Mukhopadhyay P, Lakshmanan I, Ponnusamy MP, Chakraborty S, Jain M, Pai P, Smith LM, Lele SM, Batra SK - PLoS ONE (2013)

Bottom Line: Moreover, our studies also showed that knockdown of MUC4 in TNBC cells induced molecular changes suggestive of mesenchymal to epithelial transition.We further demonstrate that MUC4 is differentially over-expressed in invasive TNBC tissues compared to normal breast tissue.MUC4 mucin expression is associated with TNBC pathobiology, and its knockdown reduced aggressiveness in vitro, and tumorigenesis and metastasis in vivo.

View Article: PubMed Central - PubMed

Affiliation: Department of Biochemistry and Molecular Biology, University of Nebraska Medical Center, Omaha, Nebraska, USA.

ABSTRACT

Introduction: Current studies indicate that triple negative breast cancer (TNBC), an aggressive breast cancer subtype, is associated with poor prognosis and an early pattern of metastasis. Emerging evidence suggests that MUC4 mucin is associated with metastasis of various cancers, including breast cancer. However, the functional role of MUC4 remains unclear in breast cancers, especially in TNBCs.

Method: In the present study, we investigated the functional and mechanistic roles of MUC4 in potentiating pathogenic signals including EGFR family proteins to promote TNBC aggressiveness using in vitro and in vivo studies. Further, we studied the expression of MUC4 in invasive TNBC tissue and normal breast tissue by immunostaining.

Results: MUC4 promotes proliferation, anchorage-dependent and-independent growth of TNBC cells, augments TNBC cell migratory and invasive potential in vitro, and enhances tumorigenicity and metastasis in vivo. In addition, our studies demonstrated that MUC4 up-regulates the EGFR family of proteins, and augments downstream Erk1/2, PKC-γ, and FAK mediated oncogenic signaling. Moreover, our studies also showed that knockdown of MUC4 in TNBC cells induced molecular changes suggestive of mesenchymal to epithelial transition. We also demonstrated in this study, for the first time, that knockdown of MUC4 was associated with reduced expression of EGFR and ErbB3 (EGFR family proteins) in TNBC cells, suggesting that MUC4 uses an alternative to ErbB2 mechanism to promote aggressiveness. We further demonstrate that MUC4 is differentially over-expressed in invasive TNBC tissues compared to normal breast tissue.

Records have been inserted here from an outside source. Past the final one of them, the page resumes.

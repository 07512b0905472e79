use clap::{Args, Parser, Subcommand};
use clap_complete::Shell;

use kc_core::VERSION;

use crate::config::CredentialBackend;
use crate::constants::env;

/// kc - An encrypted secret store that survives file sync
#[derive(Parser)]
#[command(name = "kc")]
#[command(author, version = VERSION, about, long_about = None)]
#[command(propagate_version = true)]
pub struct Cli {
    /// Path to the store's event log
    #[arg(short, long, global = true, env = env::STORE)]
    pub store: Option<String>,

    /// Where the master password is kept
    #[arg(long, global = true, value_enum, env = env::CREDENTIALS)]
    pub credentials: Option<CredentialBackend>,

    /// Keyfile path for the keyfile credential backend
    #[arg(long, global = true, env = env::KEYFILE)]
    pub keyfile: Option<String>,

    #[command(subcommand)]
    pub command: Option<Commands>,

    /// Quiet mode (minimal output)
    #[arg(short, long, global = true)]
    pub quiet: bool,
}

/// Arguments for commands addressing one secret
#[derive(Args)]
pub struct SecretArgs {
    /// Secret identifier, `<namespace>:<name>` (e.g. env:myproject)
    #[arg(value_name = "NAMESPACE:KEY")]
    pub id: String,
}

/// Arguments for the `list` command
#[derive(Args)]
pub struct ListArgs {
    /// Only show identifiers starting with this prefix (e.g. `env:`)
    #[arg(value_name = "PREFIX")]
    pub prefix: Option<String>,

    /// Output as JSON
    #[arg(long)]
    pub json: bool,
}

/// Arguments for the `history` command
#[derive(Args)]
pub struct HistoryArgs {
    /// Secret identifier, `<namespace>:<name>`
    #[arg(value_name = "NAMESPACE:KEY")]
    pub id: String,

    /// Output as JSON
    #[arg(long)]
    pub json: bool,
}

/// Arguments for the `check` command
#[derive(Args)]
pub struct CheckArgs {
    /// Output as JSON
    #[arg(long)]
    pub json: bool,
}

/// Arguments for the `backup` command
#[derive(Args)]
pub struct BackupArgs {
    /// Destination path
    #[arg(value_name = "DEST")]
    pub destination: String,
}

/// Arguments for the `completions` command
#[derive(Args)]
pub struct CompletionsArgs {
    /// Shell to generate completions for
    #[arg(value_name = "SHELL")]
    pub shell: Shell,
}

#[derive(Subcommand)]
pub enum Commands {
    /// Set the master password and create the store
    Init,

    /// Save a secret read from stdin
    Save(SecretArgs),

    /// Print a secret to stdout
    Load(SecretArgs),

    /// Delete a secret
    Delete(SecretArgs),

    /// List secret identifiers
    List(ListArgs),

    /// Show when a secret was set and deleted
    History(HistoryArgs),

    /// Verify every live secret decrypts
    Check(CheckArgs),

    /// Backup the store's event log
    Backup(BackupArgs),

    /// Generate shell completions
    Completions(CompletionsArgs),
}
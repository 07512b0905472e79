//! Input helper functions for the CLI.
//!
//! This module provides utilities for:
//! - Master password prompting (`input`)
//! - Reading secret content from stdin (`input`)
//! - Identifier parsing (`parsing`)

mod input;
mod parsing;

// Re-export public API
pub use input::{prompt_init_password, read_secret_stdin};
pub use parsing::parse_secret_id;
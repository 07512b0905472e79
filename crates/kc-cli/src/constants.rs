//! Constants used throughout the CLI.

/// Exit codes for the CLI.
///
/// These follow common Unix conventions:
/// - 0: Success
/// - 1: General error (I/O, credential backend, anything unclassified)
/// - 2: Misuse of shell command (reserved by shells, used by clap)
/// - 3+: Application-specific errors
pub mod exit_codes {
    /// General failure.
    pub const FAILURE: i32 = 1;

    /// Resource not found (secret, store, master password).
    pub const NOT_FOUND: i32 = 3;

    /// Invalid user input or arguments.
    pub const INVALID_INPUT: i32 = 4;

    /// Authentication failed (wrong master password, tampered secret).
    pub const AUTH_FAILED: i32 = 5;

    /// Integrity check failed.
    pub const INTEGRITY_FAILED: i32 = 6;
}

/// Environment variables read by the CLI.
pub mod env {
    /// Store log path override (also bound to `--store`).
    pub const STORE: &str = "KC_STORE";

    /// Credential backend override (also bound to `--credentials`).
    pub const CREDENTIALS: &str = "KC_CREDENTIALS";

    /// Keyfile path override (also bound to `--keyfile`).
    pub const KEYFILE: &str = "KC_KEYFILE";

    /// Config file path override.
    pub const CONFIG: &str = "KC_CONFIG";

    /// Master password for non-interactive `init`.
    pub const PASSWORD: &str = "KC_PASSWORD";

    /// Tracing filter directives.
    pub const LOG: &str = "KC_LOG";
}

/// Filter used when `KC_LOG` is unset or invalid.
pub const DEFAULT_LOG_FILTER: &str = "warn";

/// Name of the application directory under the XDG base directories.
pub const APP_DIR: &str = "kc";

Conclusions: MUC4 mucin expression is associated with TNBC pathobiology, and its knockdown reduced aggressiveness in vitro, and tumorigenesis and metastasis in vivo. Overall, our findings suggest that MUC4 mucin promotes invasive activities of TNBC cells by altering the expression of EGFR, ErbB2, and ErbB3 molecules and their downstream signaling.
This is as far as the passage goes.